### Task prompt
Some of the lines below need repeating. Reproduce exactly those between the lines holding "history.rocket.push_inputs(&inputs);" and "assert_eq!(Cause::ProjectileHitRocket.winner(), Winner::Turret);", inclusive.
(Entries provided begins)
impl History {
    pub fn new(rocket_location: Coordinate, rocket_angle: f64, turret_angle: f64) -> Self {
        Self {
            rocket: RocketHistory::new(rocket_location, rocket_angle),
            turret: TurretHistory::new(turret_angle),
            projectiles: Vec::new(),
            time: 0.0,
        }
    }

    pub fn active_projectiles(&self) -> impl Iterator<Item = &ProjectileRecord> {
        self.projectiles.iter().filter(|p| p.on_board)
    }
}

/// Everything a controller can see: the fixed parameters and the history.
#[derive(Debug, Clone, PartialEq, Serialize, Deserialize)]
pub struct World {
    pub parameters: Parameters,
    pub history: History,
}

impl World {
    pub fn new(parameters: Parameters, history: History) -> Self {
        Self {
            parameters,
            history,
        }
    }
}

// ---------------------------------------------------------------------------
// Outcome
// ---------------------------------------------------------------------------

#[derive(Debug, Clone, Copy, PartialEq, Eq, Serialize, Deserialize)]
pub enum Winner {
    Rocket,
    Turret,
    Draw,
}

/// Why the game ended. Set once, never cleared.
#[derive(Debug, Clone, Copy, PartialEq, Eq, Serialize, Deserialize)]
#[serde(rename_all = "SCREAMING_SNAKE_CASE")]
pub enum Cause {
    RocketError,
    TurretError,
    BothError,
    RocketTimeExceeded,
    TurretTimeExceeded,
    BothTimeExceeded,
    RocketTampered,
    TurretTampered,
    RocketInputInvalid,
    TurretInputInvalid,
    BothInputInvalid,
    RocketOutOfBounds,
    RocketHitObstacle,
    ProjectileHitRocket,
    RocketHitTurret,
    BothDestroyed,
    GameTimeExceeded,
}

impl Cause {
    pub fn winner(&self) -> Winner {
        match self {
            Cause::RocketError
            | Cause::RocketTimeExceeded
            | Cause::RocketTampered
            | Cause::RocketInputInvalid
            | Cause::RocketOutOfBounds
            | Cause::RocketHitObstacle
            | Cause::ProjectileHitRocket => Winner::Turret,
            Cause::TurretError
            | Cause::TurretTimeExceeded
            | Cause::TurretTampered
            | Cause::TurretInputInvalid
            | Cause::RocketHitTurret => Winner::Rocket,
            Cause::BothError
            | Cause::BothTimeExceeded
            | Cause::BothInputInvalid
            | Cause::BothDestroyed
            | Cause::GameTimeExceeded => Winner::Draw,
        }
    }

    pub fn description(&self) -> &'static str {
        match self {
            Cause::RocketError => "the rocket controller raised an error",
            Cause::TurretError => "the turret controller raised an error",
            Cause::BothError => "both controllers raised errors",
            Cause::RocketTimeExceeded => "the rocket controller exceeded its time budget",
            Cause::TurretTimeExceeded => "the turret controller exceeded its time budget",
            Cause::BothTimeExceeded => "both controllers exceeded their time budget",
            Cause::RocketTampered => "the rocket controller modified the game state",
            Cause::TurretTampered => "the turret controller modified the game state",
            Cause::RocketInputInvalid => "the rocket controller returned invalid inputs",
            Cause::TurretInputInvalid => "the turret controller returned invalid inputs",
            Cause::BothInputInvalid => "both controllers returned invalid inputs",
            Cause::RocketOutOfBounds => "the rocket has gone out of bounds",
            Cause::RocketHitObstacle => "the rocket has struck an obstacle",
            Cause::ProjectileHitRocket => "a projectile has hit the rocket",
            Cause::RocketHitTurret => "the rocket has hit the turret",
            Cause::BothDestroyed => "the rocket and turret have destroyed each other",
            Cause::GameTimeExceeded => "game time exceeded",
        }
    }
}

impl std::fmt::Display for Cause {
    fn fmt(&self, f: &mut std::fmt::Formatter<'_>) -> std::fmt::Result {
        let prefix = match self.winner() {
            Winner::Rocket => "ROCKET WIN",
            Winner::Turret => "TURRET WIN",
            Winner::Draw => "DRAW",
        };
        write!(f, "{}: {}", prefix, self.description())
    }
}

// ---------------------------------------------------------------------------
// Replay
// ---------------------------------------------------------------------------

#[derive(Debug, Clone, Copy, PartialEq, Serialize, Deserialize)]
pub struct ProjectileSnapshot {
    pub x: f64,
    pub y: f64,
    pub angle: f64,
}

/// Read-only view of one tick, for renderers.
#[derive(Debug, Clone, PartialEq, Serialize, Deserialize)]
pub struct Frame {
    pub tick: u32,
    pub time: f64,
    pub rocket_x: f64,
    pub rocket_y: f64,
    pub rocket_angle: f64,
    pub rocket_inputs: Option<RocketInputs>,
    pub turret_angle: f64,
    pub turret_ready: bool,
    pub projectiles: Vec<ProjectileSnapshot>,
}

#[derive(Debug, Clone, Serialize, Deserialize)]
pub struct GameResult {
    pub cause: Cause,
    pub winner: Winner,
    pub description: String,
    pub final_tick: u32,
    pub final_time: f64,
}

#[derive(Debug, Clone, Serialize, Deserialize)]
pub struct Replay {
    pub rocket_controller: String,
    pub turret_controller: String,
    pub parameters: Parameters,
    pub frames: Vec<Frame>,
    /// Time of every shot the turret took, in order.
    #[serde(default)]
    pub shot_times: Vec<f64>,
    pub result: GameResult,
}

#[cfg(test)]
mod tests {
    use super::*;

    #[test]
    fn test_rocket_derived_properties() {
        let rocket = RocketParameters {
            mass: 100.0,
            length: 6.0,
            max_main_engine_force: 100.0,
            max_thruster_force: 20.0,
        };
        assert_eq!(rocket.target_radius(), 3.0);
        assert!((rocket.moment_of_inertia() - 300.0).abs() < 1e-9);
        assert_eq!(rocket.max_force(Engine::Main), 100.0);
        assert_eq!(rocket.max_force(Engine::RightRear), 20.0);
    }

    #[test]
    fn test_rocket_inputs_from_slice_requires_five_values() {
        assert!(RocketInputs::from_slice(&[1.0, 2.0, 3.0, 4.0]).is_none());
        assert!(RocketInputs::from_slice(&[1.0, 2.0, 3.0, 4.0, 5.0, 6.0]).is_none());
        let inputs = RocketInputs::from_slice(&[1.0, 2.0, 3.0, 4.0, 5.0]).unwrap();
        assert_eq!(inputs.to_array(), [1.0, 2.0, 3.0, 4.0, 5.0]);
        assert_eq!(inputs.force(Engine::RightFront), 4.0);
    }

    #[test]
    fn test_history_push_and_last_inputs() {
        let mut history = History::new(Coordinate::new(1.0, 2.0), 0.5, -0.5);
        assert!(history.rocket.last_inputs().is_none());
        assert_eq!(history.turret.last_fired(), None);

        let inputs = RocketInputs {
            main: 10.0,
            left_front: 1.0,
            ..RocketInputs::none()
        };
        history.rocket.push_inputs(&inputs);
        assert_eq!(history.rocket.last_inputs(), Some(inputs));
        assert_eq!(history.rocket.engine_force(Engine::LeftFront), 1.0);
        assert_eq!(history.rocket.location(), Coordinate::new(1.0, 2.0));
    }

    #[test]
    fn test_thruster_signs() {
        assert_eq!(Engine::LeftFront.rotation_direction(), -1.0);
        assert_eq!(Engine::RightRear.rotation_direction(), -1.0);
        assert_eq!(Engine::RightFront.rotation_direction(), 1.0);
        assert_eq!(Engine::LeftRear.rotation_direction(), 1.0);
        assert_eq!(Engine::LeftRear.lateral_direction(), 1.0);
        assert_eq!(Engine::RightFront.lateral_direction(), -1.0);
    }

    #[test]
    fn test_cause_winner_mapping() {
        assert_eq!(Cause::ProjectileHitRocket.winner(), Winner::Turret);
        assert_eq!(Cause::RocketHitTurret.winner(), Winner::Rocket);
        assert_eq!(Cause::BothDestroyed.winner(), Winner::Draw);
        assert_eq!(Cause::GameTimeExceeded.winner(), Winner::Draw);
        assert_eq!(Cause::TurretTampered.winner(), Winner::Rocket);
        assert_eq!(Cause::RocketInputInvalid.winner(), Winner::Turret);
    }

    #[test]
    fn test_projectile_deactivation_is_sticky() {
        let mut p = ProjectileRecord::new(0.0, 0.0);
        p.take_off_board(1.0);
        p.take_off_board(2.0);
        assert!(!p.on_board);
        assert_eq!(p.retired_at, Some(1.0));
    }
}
(Entries provided ends)
### Reply to the task
        history.rocket.push_inputs(&inputs);
        assert_eq!(history.rocket.last_inputs(), Some(inputs));
        assert_eq!(history.rocket.engine_force(Engine::LeftFront), 1.0);
        assert_eq!(history.rocket.location(), Coordinate::new(1.0, 2.0));
    }

    #[test]
    fn test_thruster_signs() {
        assert_eq!(Engine::LeftFront.rotation_direction(), -1.0);
        assert_eq!(Engine::RightRear.rotation_direction(), -1.0);
        assert_eq!(Engine::RightFront.rotation_direction(), 1.0);
        assert_eq!(Engine::LeftRear.rotation_direction(), 1.0);
        assert_eq!(Engine::LeftRear.lateral_direction(), 1.0);
        assert_eq!(Engine::RightFront.lateral_direction(), -1.0);
    }

    #[test]
    fn test_cause_winner_mapping() {
        assert_eq!(Cause::ProjectileHitRocket.winner(), Winner::Turret);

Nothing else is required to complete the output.